• **Input**
▼

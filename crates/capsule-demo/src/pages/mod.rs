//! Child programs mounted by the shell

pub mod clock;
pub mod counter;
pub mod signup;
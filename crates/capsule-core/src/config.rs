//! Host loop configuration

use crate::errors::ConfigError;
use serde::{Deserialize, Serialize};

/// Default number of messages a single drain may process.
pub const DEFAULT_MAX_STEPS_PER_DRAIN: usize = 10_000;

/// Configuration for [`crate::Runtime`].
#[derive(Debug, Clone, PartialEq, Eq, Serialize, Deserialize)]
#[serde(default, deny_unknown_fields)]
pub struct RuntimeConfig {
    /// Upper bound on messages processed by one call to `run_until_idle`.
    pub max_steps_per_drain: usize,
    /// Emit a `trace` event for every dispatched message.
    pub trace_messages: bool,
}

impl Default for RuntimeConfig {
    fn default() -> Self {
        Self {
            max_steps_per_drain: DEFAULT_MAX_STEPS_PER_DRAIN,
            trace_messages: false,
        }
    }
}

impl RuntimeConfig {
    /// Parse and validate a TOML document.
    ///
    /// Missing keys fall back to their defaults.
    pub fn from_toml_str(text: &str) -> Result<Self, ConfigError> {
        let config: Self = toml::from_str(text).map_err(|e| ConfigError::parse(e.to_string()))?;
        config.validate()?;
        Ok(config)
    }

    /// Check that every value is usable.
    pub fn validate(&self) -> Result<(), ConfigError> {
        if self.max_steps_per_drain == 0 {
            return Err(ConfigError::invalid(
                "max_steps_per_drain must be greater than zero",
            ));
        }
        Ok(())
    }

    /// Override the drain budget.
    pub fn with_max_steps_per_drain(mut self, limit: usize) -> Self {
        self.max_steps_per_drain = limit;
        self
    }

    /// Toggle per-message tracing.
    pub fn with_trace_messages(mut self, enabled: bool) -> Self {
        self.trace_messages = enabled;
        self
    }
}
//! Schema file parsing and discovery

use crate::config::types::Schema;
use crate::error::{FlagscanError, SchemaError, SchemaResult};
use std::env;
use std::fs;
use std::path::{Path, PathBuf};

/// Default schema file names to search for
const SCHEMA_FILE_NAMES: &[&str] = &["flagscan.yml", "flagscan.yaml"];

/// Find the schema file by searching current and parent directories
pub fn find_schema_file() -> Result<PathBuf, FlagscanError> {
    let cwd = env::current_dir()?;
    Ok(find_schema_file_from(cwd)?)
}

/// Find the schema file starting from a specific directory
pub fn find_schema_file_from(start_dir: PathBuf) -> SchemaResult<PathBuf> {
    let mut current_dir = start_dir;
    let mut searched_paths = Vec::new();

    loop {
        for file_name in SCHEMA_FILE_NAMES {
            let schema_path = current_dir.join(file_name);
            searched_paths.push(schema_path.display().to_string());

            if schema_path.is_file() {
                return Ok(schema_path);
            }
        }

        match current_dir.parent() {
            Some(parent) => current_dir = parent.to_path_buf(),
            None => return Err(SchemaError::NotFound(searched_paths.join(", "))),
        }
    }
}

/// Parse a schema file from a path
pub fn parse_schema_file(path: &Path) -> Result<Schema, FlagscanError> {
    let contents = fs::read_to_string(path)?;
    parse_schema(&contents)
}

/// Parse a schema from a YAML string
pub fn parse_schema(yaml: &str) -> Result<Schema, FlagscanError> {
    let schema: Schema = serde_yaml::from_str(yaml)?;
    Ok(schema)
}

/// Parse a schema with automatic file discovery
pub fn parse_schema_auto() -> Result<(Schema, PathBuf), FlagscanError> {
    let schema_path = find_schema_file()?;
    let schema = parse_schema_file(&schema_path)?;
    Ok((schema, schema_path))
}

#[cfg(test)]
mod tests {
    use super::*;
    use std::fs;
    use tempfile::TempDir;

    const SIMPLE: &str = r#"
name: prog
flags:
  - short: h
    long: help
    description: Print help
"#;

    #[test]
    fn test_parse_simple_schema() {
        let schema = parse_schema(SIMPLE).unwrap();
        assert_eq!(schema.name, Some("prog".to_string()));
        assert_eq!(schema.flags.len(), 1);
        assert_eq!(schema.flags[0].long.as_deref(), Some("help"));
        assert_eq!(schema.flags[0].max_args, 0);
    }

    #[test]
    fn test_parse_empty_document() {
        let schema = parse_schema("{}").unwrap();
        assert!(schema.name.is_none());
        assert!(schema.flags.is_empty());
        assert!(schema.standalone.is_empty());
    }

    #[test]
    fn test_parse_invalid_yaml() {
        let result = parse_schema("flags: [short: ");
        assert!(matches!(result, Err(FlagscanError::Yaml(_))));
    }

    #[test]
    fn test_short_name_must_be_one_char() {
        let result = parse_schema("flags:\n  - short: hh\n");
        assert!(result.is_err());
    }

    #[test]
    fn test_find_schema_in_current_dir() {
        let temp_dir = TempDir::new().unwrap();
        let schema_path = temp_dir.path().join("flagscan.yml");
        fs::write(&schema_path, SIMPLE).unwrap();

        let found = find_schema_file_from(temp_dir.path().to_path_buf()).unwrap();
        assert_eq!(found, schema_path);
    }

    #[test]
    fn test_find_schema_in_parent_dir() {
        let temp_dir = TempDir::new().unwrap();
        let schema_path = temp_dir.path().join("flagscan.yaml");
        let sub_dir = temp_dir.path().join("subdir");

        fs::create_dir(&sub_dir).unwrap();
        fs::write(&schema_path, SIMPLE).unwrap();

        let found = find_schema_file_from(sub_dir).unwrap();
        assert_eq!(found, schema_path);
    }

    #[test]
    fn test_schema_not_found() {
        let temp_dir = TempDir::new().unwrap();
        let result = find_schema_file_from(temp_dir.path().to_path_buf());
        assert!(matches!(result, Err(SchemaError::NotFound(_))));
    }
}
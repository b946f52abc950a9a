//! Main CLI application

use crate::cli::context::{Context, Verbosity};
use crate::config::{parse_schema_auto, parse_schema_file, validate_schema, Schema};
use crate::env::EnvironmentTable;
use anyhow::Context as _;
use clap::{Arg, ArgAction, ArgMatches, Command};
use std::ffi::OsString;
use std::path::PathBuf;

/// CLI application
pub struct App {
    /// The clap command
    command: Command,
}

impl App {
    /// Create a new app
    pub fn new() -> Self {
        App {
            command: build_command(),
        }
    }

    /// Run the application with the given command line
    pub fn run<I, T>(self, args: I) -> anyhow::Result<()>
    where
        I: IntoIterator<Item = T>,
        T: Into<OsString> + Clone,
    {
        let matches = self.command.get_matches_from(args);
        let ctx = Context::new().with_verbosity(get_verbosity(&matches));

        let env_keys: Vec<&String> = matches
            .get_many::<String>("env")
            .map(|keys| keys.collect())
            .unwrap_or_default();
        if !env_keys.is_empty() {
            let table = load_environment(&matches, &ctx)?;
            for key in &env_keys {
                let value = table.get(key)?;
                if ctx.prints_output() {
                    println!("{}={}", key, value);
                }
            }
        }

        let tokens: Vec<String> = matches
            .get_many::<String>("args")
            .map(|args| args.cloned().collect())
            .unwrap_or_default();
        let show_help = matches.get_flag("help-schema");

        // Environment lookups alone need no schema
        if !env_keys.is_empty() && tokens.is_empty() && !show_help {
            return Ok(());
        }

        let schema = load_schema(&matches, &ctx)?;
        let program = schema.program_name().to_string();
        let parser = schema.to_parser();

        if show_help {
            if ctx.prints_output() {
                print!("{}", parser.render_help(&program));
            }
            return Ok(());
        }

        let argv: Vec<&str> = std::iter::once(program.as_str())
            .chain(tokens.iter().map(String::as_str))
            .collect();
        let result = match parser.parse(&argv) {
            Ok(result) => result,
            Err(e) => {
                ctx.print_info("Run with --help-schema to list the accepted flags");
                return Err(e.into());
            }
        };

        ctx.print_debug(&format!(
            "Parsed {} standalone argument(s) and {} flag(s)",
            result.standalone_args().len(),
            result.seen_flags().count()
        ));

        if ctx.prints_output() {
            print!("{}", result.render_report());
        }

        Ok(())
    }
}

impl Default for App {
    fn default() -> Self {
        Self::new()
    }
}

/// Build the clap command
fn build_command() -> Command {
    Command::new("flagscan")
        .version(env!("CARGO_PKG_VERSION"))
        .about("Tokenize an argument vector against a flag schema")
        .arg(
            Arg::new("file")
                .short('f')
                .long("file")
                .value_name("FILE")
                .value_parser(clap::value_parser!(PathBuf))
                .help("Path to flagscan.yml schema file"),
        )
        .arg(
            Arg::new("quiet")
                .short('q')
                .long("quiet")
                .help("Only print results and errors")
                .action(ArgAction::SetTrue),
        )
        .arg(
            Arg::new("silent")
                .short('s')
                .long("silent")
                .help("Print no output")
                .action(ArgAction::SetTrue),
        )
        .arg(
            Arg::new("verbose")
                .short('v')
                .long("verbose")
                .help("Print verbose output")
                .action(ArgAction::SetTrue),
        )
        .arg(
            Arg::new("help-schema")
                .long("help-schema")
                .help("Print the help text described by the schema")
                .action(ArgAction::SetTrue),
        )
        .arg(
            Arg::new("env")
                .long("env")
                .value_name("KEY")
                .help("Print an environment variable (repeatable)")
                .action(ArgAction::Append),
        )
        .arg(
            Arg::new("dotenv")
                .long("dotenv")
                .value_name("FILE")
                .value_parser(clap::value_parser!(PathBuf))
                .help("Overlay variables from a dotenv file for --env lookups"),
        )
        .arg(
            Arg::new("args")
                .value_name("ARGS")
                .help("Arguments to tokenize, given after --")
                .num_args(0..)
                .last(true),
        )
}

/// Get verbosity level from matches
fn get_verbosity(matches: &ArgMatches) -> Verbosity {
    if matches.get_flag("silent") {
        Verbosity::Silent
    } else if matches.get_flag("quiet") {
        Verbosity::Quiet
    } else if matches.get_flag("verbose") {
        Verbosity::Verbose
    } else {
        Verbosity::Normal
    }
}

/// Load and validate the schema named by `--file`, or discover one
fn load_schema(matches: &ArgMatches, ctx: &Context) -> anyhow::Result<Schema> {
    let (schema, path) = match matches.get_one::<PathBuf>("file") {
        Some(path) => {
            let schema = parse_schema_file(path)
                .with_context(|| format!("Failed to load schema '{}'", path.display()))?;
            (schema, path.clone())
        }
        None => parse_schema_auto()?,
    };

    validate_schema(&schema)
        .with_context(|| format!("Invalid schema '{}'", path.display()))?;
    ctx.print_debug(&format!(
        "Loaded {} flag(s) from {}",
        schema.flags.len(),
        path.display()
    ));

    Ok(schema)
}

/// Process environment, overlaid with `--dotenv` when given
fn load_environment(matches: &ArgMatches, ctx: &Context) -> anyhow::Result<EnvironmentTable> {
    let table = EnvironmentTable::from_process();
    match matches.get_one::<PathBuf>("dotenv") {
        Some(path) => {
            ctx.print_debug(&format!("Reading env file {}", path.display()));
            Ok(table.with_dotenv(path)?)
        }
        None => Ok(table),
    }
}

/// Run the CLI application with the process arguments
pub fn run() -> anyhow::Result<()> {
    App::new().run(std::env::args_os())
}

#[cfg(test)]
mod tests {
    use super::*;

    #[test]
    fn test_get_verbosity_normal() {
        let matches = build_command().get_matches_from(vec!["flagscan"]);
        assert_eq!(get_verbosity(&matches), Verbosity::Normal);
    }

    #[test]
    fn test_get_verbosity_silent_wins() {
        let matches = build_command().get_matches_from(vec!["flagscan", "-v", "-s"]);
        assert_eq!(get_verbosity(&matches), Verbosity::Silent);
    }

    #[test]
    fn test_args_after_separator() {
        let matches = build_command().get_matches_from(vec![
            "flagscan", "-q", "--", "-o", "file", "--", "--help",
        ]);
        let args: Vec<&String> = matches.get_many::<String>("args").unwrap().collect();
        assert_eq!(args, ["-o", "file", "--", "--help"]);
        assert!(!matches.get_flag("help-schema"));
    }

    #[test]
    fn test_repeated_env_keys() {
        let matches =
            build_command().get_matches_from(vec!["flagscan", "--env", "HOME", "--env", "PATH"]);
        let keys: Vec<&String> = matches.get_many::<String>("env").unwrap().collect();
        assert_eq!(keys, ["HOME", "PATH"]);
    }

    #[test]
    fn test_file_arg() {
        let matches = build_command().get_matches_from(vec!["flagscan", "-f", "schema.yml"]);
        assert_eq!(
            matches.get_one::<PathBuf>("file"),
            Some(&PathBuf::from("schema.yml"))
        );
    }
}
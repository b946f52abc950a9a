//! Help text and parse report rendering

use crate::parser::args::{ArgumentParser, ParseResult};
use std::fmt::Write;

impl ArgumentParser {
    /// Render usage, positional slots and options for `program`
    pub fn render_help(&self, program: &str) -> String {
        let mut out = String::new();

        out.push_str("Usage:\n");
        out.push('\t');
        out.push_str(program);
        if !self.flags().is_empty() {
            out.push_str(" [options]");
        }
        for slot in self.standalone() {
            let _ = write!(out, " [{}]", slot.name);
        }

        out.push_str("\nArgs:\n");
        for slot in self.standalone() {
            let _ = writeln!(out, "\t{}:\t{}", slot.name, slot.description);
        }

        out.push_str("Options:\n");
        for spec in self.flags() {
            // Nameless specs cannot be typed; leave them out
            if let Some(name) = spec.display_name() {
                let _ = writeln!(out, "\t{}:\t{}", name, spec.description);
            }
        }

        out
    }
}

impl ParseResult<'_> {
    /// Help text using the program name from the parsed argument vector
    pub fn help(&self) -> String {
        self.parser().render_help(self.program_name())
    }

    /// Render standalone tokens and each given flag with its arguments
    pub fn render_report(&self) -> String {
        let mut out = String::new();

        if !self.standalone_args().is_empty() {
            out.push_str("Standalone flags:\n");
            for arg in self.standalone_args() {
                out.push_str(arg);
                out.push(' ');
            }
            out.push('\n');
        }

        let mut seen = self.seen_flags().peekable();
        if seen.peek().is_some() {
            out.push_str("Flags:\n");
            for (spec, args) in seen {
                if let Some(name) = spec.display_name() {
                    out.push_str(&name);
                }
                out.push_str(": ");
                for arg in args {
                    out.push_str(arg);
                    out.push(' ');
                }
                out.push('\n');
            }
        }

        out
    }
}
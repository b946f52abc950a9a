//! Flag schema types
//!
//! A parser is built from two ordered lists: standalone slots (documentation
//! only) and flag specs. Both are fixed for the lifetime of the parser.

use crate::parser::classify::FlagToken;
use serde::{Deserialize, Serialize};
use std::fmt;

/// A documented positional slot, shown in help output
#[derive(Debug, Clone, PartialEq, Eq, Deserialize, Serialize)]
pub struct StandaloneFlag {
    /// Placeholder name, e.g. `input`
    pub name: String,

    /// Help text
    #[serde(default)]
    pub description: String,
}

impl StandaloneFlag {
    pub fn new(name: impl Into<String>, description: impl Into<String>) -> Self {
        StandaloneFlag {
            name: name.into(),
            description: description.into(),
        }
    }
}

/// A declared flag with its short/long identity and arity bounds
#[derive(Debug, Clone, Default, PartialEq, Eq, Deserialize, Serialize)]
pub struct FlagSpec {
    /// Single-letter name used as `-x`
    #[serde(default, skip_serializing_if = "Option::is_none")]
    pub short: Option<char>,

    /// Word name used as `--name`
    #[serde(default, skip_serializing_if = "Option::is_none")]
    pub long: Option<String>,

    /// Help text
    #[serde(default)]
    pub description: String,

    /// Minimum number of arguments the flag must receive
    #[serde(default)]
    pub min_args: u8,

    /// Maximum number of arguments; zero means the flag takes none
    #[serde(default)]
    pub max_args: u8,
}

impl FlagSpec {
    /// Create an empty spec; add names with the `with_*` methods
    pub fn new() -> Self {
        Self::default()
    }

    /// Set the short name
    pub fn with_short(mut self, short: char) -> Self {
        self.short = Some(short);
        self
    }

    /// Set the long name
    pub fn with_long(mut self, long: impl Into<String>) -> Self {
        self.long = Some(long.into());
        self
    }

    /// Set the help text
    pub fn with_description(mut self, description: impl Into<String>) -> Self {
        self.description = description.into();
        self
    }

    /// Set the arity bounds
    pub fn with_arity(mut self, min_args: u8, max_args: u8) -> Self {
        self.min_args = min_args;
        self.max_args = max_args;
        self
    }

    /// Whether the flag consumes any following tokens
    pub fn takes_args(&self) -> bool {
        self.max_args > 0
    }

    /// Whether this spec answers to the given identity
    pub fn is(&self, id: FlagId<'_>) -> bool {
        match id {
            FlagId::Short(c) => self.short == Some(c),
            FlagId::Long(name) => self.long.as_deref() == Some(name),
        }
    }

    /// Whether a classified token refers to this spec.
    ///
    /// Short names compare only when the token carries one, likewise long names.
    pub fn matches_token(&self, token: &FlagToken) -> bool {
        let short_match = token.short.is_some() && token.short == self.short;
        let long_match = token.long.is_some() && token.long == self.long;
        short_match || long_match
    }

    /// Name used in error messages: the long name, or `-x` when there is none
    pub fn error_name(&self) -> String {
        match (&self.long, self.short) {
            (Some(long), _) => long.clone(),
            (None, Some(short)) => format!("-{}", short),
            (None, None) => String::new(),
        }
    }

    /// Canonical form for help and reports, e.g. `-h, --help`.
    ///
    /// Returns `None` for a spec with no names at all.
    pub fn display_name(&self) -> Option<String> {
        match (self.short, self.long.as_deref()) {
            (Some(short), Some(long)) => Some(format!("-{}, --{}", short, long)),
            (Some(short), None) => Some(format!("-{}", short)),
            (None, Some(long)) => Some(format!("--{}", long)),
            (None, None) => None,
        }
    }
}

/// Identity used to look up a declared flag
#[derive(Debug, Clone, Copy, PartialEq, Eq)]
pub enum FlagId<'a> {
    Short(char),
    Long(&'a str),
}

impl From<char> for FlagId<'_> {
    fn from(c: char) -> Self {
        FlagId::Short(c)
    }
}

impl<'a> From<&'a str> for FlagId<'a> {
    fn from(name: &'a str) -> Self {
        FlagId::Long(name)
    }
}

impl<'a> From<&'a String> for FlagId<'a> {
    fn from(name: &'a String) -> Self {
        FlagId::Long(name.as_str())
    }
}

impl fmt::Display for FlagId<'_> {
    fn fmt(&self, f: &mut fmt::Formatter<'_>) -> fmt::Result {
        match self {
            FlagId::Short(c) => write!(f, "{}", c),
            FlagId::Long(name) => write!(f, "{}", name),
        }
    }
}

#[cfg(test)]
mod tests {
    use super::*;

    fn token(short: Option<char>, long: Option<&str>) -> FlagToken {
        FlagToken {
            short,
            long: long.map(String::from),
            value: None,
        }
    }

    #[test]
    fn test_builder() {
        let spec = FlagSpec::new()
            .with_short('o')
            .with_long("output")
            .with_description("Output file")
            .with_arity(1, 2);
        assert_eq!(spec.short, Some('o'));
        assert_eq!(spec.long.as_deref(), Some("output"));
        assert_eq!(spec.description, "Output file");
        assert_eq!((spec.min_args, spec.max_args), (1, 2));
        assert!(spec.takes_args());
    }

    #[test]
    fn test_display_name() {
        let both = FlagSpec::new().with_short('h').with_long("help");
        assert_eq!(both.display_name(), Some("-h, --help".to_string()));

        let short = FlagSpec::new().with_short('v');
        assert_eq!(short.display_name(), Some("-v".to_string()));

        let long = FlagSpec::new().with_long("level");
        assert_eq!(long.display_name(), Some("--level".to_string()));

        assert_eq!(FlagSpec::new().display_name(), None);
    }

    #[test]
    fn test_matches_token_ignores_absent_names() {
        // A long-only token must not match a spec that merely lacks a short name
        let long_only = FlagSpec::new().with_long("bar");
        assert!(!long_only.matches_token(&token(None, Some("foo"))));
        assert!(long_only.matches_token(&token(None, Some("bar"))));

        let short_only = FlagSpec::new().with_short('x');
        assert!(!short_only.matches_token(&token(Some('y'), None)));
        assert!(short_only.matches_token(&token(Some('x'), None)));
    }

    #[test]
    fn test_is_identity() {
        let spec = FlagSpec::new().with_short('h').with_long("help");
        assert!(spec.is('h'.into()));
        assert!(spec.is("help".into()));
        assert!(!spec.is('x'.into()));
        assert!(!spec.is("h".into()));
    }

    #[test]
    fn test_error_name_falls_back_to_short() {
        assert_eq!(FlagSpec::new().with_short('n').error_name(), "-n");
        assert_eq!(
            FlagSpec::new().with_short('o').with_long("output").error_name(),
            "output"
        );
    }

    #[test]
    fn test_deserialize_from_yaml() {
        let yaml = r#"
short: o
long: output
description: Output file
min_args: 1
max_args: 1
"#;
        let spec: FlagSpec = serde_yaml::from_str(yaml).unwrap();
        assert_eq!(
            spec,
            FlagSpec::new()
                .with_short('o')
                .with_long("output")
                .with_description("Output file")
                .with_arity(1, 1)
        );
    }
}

▲

Filter the records down to the lines that contain the string "bounds", and copy those lines.

/// A declared flag with its short/long identity and arity bounds
    /// Set the arity bounds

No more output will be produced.